Publicado 30/01/2026 10:17

Bernabé exige que Barcala assuma responsabilidades pela polêmica das moradias sociais em Alicante: “É indecente”

Archivo - Arquivo - A delegada do Governo na Comunidade Valenciana, Pilar Bernabé, faz declarações à imprensa durante sua visita às obras realizadas pela Adif para a recuperação da passagem subterrânea das vias férreas na altura de Catarroja.
Rober Solsona - Europa Press - Arquivo

Acusa o PP de fazer mau uso dos “privilégios” políticos e dá como exemplo Mazón VALÊNCIA 30 jan. (EUROPA PRESS) -

A delegada do Governo na Comunidade Valenciana, Pilar Bernabé, exigiu que o prefeito de Alicante, Luis Barcala, assumisse suas responsabilidades após a polêmica sobre o processo de adjudicação de um empreendimento de habitação social em Playa de San Juan. “É indecente”, advertiu, e reivindicou que “a Comunidade Valenciana não pode ser um espaço onde o poder seja sinônimo de privilégios”. Assim o manifestou, em declarações à imprensa, depois que a diretora-geral de Contratação Pública e Gestão de Fundos da Prefeitura de Alicante, María Pérez-Hickman, renunciou ao cargo após o jornal "Información" publicar que a vereadora de Urbanismo, Rocío Gómez, os dois filhos de Pérez-Hickman e um arquiteto municipal "adquiriram e têm em seu nome quatro dessas moradias" adjudicadas em Playa de Sanjuán.

Bernabé (PSOE) assinalou que esta controvérsia “é uma demonstração clara de um mau uso e de uma apropriação indevida” que a diretora-geral demitida “tem como responsável política”, ao defender que “estamos em tempos em que é mais importante do que nunca fazer e conseguir que os cidadãos confiem na política. E a política existe para melhorar a vida das pessoas”.

Depois de lembrar que um dos principais problemas é o da habitação, lamentou que se chegue “a perverter o sistema desta forma para que, no final, os seus dois filhos e o seu sobrinho tenham um apartamento”. “Espero, e certamente não pode ser de outra forma, que o senhor Barcala assuma as suas responsabilidades, porque esta mensagem não pode ser transmitida”, acrescentou.

A também líder do PSPV em Valência defendeu que os políticos estão “para servir os cidadãos, não para tirar proveito e ter privilégios, e o que fizeram na Câmara Municipal de Alicante foi confundir o governo e a responsabilidade pública com privilégios”. Além disso, sustentou que “ultimamente, o Partido Popular tem uma má comunicação em relação ao que é o governo e o que são os privilégios”. Como exemplo, apontou Carlos Mazón, cujo “principal privilégio” é o estatuto de “ex-presidente” da Generalitat, com o qual criticou que “está protegido por uma imunidade para não comparecer perante a juíza de Catarroja” que investiga a gestão da dana. CRITICA AS MEDIDAS DE HABITAÇÃO DE CATALÁ

Por outro lado, Bernabé aproveitou para criticar a política habitacional da prefeita de Valência, a popular Mª José Catalá. “O plano habitacional de Catalá é uma fraude e uma operação de maquilhagem, porque a realidade é incontestável e é que a empresa pública Aumsa entregou 17 habitações em três anos, de acordo com o seu site”, afirmou.

Ele também classificou como “estranhas” as avaliações e medidas anunciadas esta semana por Catalá. Conforme anunciado esta semana pela prefeita, a Prefeitura de Valência ampliará para 45 anos a idade limite para se candidatar ao acesso prioritário a um aluguel acessível na cidade e estabelecerá um período mínimo de sete anos de registro no cadastro municipal para poder solicitá-lo.

“É preciso estar registrado em Valência há sete anos para poder ter acesso a essa moradia. Que coincidência!
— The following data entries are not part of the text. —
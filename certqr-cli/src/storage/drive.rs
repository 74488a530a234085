//! Store files in the root folder of the user's Google Drive

use anyhow::{Context, Result};
use async_trait::async_trait;
use reqwest::Method;
use reqwest::header::CONTENT_TYPE;
use serde::Deserialize;
use serde_json::json;

use super::{FileStore, StoredFile};
use crate::api::GoogleClient;

#[derive(Debug, Deserialize)]
#[serde(rename_all = "camelCase")]
struct DriveFile {
    id: String,
    #[serde(default)]
    name: Option<String>,
    #[serde(default)]
    web_view_link: Option<String>,
}

/// Uploads to Drive in two calls: the bytes, then the file name
#[derive(Debug, Clone)]
pub struct DriveStore {
    client: GoogleClient,
}

impl DriveStore {
    pub fn new(client: GoogleClient) -> Self {
        Self { client }
    }
}

#[async_trait]
impl FileStore for DriveStore {
    async fn create_file(&self, name: &str, mime_type: &str, content: Vec<u8>) -> Result<StoredFile> {
        let endpoints = self.client.endpoints();
        let size = content.len();

        let upload = self
            .client
            .request(Method::POST, &format!("{}/files", endpoints.drive_upload))
            .query(&[("uploadType", "media")])
            .header(CONTENT_TYPE, mime_type)
            .body(content);
        let uploaded: DriveFile = self
            .client
            .send_json(upload, "Upload file to Drive")
            .await?;
        log::debug!("Uploaded {} bytes to Drive as {}", size, uploaded.id);

        let rename = self
            .client
            .request(Method::PATCH, &format!("{}/files/{}", endpoints.drive, uploaded.id))
            .query(&[("fields", "id,name,webViewLink")])
            .json(&json!({ "name": name }));
        let file: DriveFile = self
            .client
            .send_json(rename, "Name Drive file")
            .await
            .with_context(|| format!("Uploaded file {} could not be renamed to {}", uploaded.id, name))?;

        let location = file
            .web_view_link
            .unwrap_or_else(|| format!("https://drive.google.com/file/d/{}/view", file.id));

        Ok(StoredFile {
            name: file.name.unwrap_or_else(|| name.to_string()),
            location,
        })
    }
}

#[cfg(test)]
mod tests {
    use super::*;

    #[test]
    fn test_drive_file_response() {
        let file: DriveFile = serde_json::from_str(
            r#"{ "id": "1xYz", "name": "Sheet1_QR_Codes.pdf",
                 "webViewLink": "https://drive.google.com/file/d/1xYz/view?usp=drivesdk" }"#,
        )
        .unwrap();
        assert_eq!(file.id, "1xYz");
        assert_eq!(file.name.as_deref(), Some("Sheet1_QR_Codes.pdf"));
        assert!(file.web_view_link.unwrap().contains("/1xYz/"));

        let bare: DriveFile = serde_json::from_str(r#"{ "id": "2" }"#).unwrap();
        assert!(bare.web_view_link.is_none());
    }
}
Há exatamente um mês, María José Catalá completou sete anos de registro na cidade de Valência”, afirmou, questionando se “realmente um valenciano ou uma valenciana não tem direito a uma moradia se não estiver registrado há sete anos”.
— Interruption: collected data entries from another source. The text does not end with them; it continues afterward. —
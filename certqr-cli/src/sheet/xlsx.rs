//! Local `.xlsx` workbook backend
//!
//! The workbook is read once with calamine (values and formulas of every sheet) and
//! written back with rust_xlsxwriter on flush. Cell styling is not carried over.

use std::collections::BTreeMap;
use std::path::{Path, PathBuf};

use anyhow::{Context, Result};
use async_trait::async_trait;
use calamine::{Data, Reader, Xlsx, open_workbook};
use chrono::{NaiveDate, NaiveDateTime, Timelike};
use rust_xlsxwriter::{Format, Workbook};

use super::google::image_formula;
use super::{Cell, CellSink, Row, RowSource, last_non_empty_row};

/// One worksheet held in memory; positions are 0-based (row, column)
#[derive(Debug, Clone, Default)]
struct SheetData {
    name: String,
    values: Vec<Vec<Cell>>,
    formulas: BTreeMap<(u32, u16), String>,
}

impl SheetData {
    fn set_value(&mut self, row: u32, col: u16, cell: Cell) {
        let (r, c) = (row as usize, col as usize);
        if self.values.len() <= r {
            self.values.resize_with(r + 1, Vec::new);
        }
        let target = &mut self.values[r];
        if target.len() <= c {
            target.resize(c + 1, Cell::Empty);
        }
        target[c] = cell;
    }

    fn last_row(&self) -> u32 {
        let by_formula = self.formulas.keys().map(|(r, _)| r + 1).max().unwrap_or(0);
        last_non_empty_row(&self.values).max(by_formula)
    }
}

/// A sheet of a local workbook
#[derive(Debug)]
pub struct XlsxSheet {
    output: PathBuf,
    sheets: Vec<SheetData>,
    active: usize,
}

impl XlsxSheet {
    /// Load `path` and select `sheet_name` (the first sheet when `None`).
    /// Changes are saved to `output` on flush.
    pub fn open(path: &Path, sheet_name: Option<&str>, output: PathBuf) -> Result<Self> {
        let mut workbook: Xlsx<_> = open_workbook(path)
            .with_context(|| format!("Failed to open Excel file: {}", path.display()))?;

        let names = workbook.sheet_names();
        if names.is_empty() {
            anyhow::bail!("Excel file has no sheets: {}", path.display());
        }

        let active = match sheet_name {
            Some(name) => names.iter().position(|n| n == name).with_context(|| {
                format!("Sheet '{}' not found. Available: {}", name, names.join(", "))
            })?,
            None => 0,
        };

        let mut sheets = Vec::with_capacity(names.len());
        for name in &names {
            sheets.push(read_sheet(&mut workbook, name)?);
        }

        log::info!(
            "Loaded '{}' from {} ({} rows)",
            names[active],
            path.display(),
            sheets[active].last_row()
        );

        Ok(Self {
            output,
            sheets,
            active,
        })
    }

    pub fn output_path(&self) -> &Path {
        &self.output
    }

    fn sheet(&self) -> &SheetData {
        &self.sheets[self.active]
    }

    fn sheet_mut(&mut self) -> &mut SheetData {
        &mut self.sheets[self.active]
    }

    /// Write every sheet to the output path
    pub fn save(&self) -> Result<()> {
        let mut workbook = Workbook::new();
        let date_format = Format::new().set_num_format("dd/mm/yyyy");
        let datetime_format = Format::new().set_num_format("dd/mm/yyyy hh:mm:ss");

        for sheet in &self.sheets {
            let worksheet = workbook.add_worksheet();
            worksheet.set_name(&sheet.name)?;

            for (r, row) in sheet.values.iter().enumerate() {
                for (c, cell) in row.iter().enumerate() {
                    let (r, c) = (r as u32, c as u16);
                    if sheet.formulas.contains_key(&(r, c)) {
                        continue;
                    }
                    match cell {
                        Cell::Text(s) => {
                            worksheet.write_string(r, c, s)?;
                        }
                        Cell::Number(n) => {
                            worksheet.write_number(r, c, *n)?;
                        }
                        Cell::Bool(b) => {
                            worksheet.write_boolean(r, c, *b)?;
                        }
                        Cell::Date(Some(dt)) => {
                            let format = if dt.time().num_seconds_from_midnight() == 0 {
                                &date_format
                            } else {
                                &datetime_format
                            };
                            worksheet.write_datetime_with_format(r, c, dt, format)?;
                        }
                        Cell::Date(None) | Cell::Empty => {}
                    }
                }
            }

            for ((r, c), formula) in &sheet.formulas {
                worksheet.write_formula(*r, *c, formula.as_str())?;
            }
        }

        workbook
            .save(&self.output)
            .with_context(|| format!("Failed to save Excel file: {}", self.output.display()))?;
        log::info!("Workbook saved to {}", self.output.display());
        Ok(())
    }
}

fn read_sheet<R>(workbook: &mut Xlsx<R>, name: &str) -> Result<SheetData>
where
    R: std::io::Read + std::io::Seek,
{
    let mut sheet = SheetData {
        name: name.to_string(),
        ..Default::default()
    };

    let range = workbook
        .worksheet_range(name)
        .with_context(|| format!("Failed to read sheet: {}", name))?;
    if let Some((start_row, start_col)) = range.start() {
        for (r, c, data) in range.used_cells() {
            sheet.set_value(start_row + r as u32, (start_col as usize + c) as u16, cell_from_data(data));
        }
    }

    let formulas = workbook
        .worksheet_formula(name)
        .with_context(|| format!("Failed to read formulas of sheet: {}", name))?;
    if let Some((start_row, start_col)) = formulas.start() {
        for (r, c, formula) in formulas.used_cells() {
            if formula.is_empty() {
                continue;
            }
            let key = (start_row + r as u32, (start_col as usize + c) as u16);
            // future-function prefixes are added back by the writer
            let formula = formula.replace("_xlfn.", "");
            let formula = if formula.starts_with('=') {
                formula
            } else {
                format!("={}", formula)
            };
            sheet.formulas.insert(key, formula);
        }
    }

    Ok(sheet)
}

/// Map a calamine value onto the tagged cell type
pub fn cell_from_data(data: &Data) -> Cell {
    match data {
        Data::Empty => Cell::Empty,
        Data::String(s) => Cell::Text(s.clone()),
        Data::Int(i) => Cell::Number(*i as f64),
        Data::Float(f) => Cell::Number(*f),
        Data::Bool(b) => Cell::Bool(*b),
        Data::DateTime(dt) if dt.is_duration() => Cell::Number(dt.as_f64()),
        Data::DateTime(dt) => Cell::Date(dt.as_datetime()),
        Data::DateTimeIso(s) => Cell::Date(parse_iso_datetime(s)),
        Data::DurationIso(s) => Cell::Text(s.clone()),
        Data::Error(e) => Cell::Text(e.to_string()),
    }
}

fn parse_iso_datetime(s: &str) -> Option<NaiveDateTime> {
    NaiveDateTime::parse_from_str(s, "%Y-%m-%dT%H:%M:%S%.f")
        .ok()
        .or_else(|| {
            NaiveDate::parse_from_str(s, "%Y-%m-%d")
                .ok()
                .and_then(|d| d.and_hms_opt(0, 0, 0))
        })
}

#[async_trait]
impl RowSource for XlsxSheet {
    fn sheet_name(&self) -> &str {
        &self.sheet().name
    }

    async fn read_rows(&self) -> Result<Vec<Row>> {
        let sheet = self.sheet();
        let last = sheet.last_row() as usize;
        let mut rows: Vec<Row> = sheet
            .values
            .iter()
            .take(last)
            .map(|cells| Row::new(cells.clone()))
            .collect();
        rows.resize_with(last, Row::default);
        Ok(rows)
    }

    async fn last_row(&self) -> Result<u32> {
        Ok(self.sheet().last_row())
    }
}

#[async_trait]
impl CellSink for XlsxSheet {
    async fn set_image_cell(&mut self, row: u32, column: u32, url: &str) -> Result<()> {
        let (r, c) = to_zero_based(row, column)?;
        let sheet = self.sheet_mut();
        sheet.set_value(r, c, Cell::Empty);
        sheet.formulas.insert((r, c), image_formula(url));
        Ok(())
    }

    async fn clear_column(&mut self, column: u32, first_row: u32, last_row: u32) -> Result<()> {
        let sheet = self.sheet_mut();
        for row in first_row..=last_row {
            let (r, c) = to_zero_based(row, column)?;
            sheet.formulas.remove(&(r, c));
            if let Some(cell) = sheet.values.get_mut(r as usize).and_then(|cells| cells.get_mut(c as usize)) {
                *cell = Cell::Empty;
            }
        }
        Ok(())
    }

    async fn flush(&mut self) -> Result<()> {
        self.save()
    }
}

fn to_zero_based(row: u32, column: u32) -> Result<(u32, u16)> {
    if row == 0 || column == 0 {
        anyhow::bail!("Cell positions are 1-based, got ({}, {})", row, column);
    }
    let col = u16::try_from(column - 1).context("Column out of range")?;
    Ok((row - 1, col))
}

/// Default output path for a workbook: `<stem>_qr.xlsx` next to the input
pub fn default_output_path(input: &Path) -> PathBuf {
    let stem = input
        .file_stem()
        .map(|s| s.to_string_lossy().into_owned())
        .unwrap_or_else(|| "workbook".to_string());
    input.with_file_name(format!("{}_qr.xlsx", stem))
}

#[cfg(test)]
mod tests {
    use super::*;
    use crate::certificate::{QrEndpoint, generate_all};
    use crate::sheet::{Field, QR_COLUMN};
    use calamine::CellErrorType;

    fn write_fixture(path: &Path) {
        let mut workbook = Workbook::new();
        let date_format = Format::new().set_num_format("dd/mm/yyyy");

        let sheet = workbook.add_worksheet();
        sheet.set_name("Students").unwrap();
        let header = [
            "Student Name", "Branch", "Student ID", "Course", "Father", "Mother", "Mobile",
            "Issue Date", "QR",
        ];
        for (c, title) in header.iter().enumerate() {
            sheet.write_string(0, c as u16, *title).unwrap();
        }

        sheet.write_string(1, 0, "Abdur Rahim").unwrap();
        sheet.write_string(1, 1, "DHAKA north").unwrap();
        sheet.write_number(1, 2, 20240017.0).unwrap();
        sheet.write_string(1, 3, "diploma").unwrap();
        sheet.write_number(1, 6, 1712345678.0).unwrap();
        let issued = NaiveDate::from_ymd_opt(2024, 3, 7).unwrap().and_hms_opt(0, 0, 0).unwrap();
        sheet.write_datetime_with_format(1, 7, &issued, &date_format).unwrap();

        sheet.write_string(2, 0, "Karim").unwrap();
        sheet.write_string(2, 7, "07-03-2024").unwrap();

        let other = workbook.add_worksheet();
        other.set_name("Notes").unwrap();
        other.write_string(0, 0, "keep me").unwrap();

        workbook.save(path).unwrap();
    }

    #[test]
    fn test_cell_from_data() {
        assert_eq!(cell_from_data(&Data::Int(5)), Cell::Number(5.0));
        assert_eq!(cell_from_data(&Data::String("x".into())), Cell::text("x"));
        assert_eq!(cell_from_data(&Data::Empty), Cell::Empty);
        assert_eq!(cell_from_data(&Data::Error(CellErrorType::NA)), Cell::text("#N/A"));
        assert_eq!(
            cell_from_data(&Data::DateTimeIso("2024-03-07".into())),
            Cell::date(NaiveDate::from_ymd_opt(2024, 3, 7).unwrap().and_hms_opt(0, 0, 0).unwrap())
        );
        assert_eq!(cell_from_data(&Data::DateTimeIso("soon".into())), Cell::Date(None));
    }

    #[test]
    fn test_default_output_path() {
        assert_eq!(
            default_output_path(Path::new("/data/batch.xlsx")),
            PathBuf::from("/data/batch_qr.xlsx")
        );
    }

    #[tokio::test]
    async fn test_generate_and_clear_round_trip() {
        let dir = tempfile::tempdir().unwrap();
        let input = dir.path().join("students.xlsx");
        let output = dir.path().join("students_qr.xlsx");
        write_fixture(&input);

        let mut sheet = XlsxSheet::open(&input, None, output.clone()).unwrap();
        assert_eq!(sheet.sheet_name(), "Students");

        let rows = sheet.read_rows().await.unwrap();
        assert_eq!(rows.len(), 3);
        assert!(matches!(rows[1].get(Field::IssueDate), Cell::Date(Some(_))));
        assert_eq!(rows[2].get(Field::IssueDate), &Cell::text("07-03-2024"));

        let report = generate_all(&rows, &mut sheet, &QrEndpoint::default())
            .await
            .unwrap();
        assert_eq!(report.len(), 2);
        assert!(report.codes[0].message.contains("Issue Date: 07-03-2024\r\n"));
        assert!(report.codes[1].message.contains("Issue Date: N/A\r\n"));
        sheet.flush().await.unwrap();

        let mut written: Xlsx<_> = open_workbook(&output).unwrap();
        assert_eq!(written.sheet_names(), vec!["Students".to_string(), "Notes".to_string()]);
        let formulas = written.worksheet_formula("Students").unwrap();
        let qr_col = QR_COLUMN - 1;
        for row in [1u32, 2] {
            let formula = formulas.get_value((row, qr_col)).cloned().unwrap_or_default();
            assert!(formula.contains("IMAGE(\"https://quickchart.io/qr?text="), "row {}: {}", row, formula);
        }
        let notes = written.worksheet_range("Notes").unwrap();
        assert_eq!(notes.get_value((0, 0)), Some(&Data::String("keep me".into())));

        let mut reopened = XlsxSheet::open(&output, Some("Students"), output.clone()).unwrap();
        assert_eq!(reopened.last_row().await.unwrap(), 3);
        reopened.clear_column(QR_COLUMN, 2, 3).await.unwrap();
        reopened.flush().await.unwrap();

        let mut cleared: Xlsx<_> = open_workbook(&output).unwrap();
        let formulas = cleared.worksheet_formula("Students").unwrap();
        assert!(formulas.used_cells().all(|(_, _, f)| !f.contains("IMAGE")));
    }

    #[test]
    fn test_unknown_sheet_is_an_error() {
        let dir = tempfile::tempdir().unwrap();
        let input = dir.path().join("students.xlsx");
        write_fixture(&input);

        let err = XlsxSheet::open(&input, Some("Missing"), default_output_path(&input)).unwrap_err();
        assert!(err.to_string().contains("Available: Students, Notes"));
    }
}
Para Bernabé, trata-se de medidas “sem qualquer rigor, sem qualquer sensibilidade e, acima de tudo, que não resolvem o problema da habitação”. “Apenas geram colapso, o colapso que estamos vendo no acesso à moradia, como o colapso que vemos todos os dias no cadastro da Prefeitura de Valência”, acrescentou. E exigiu a Catalá que o cadastro não se torne “um obstáculo” no processo de regularização de imigrantes aprovado esta semana pelo governo central.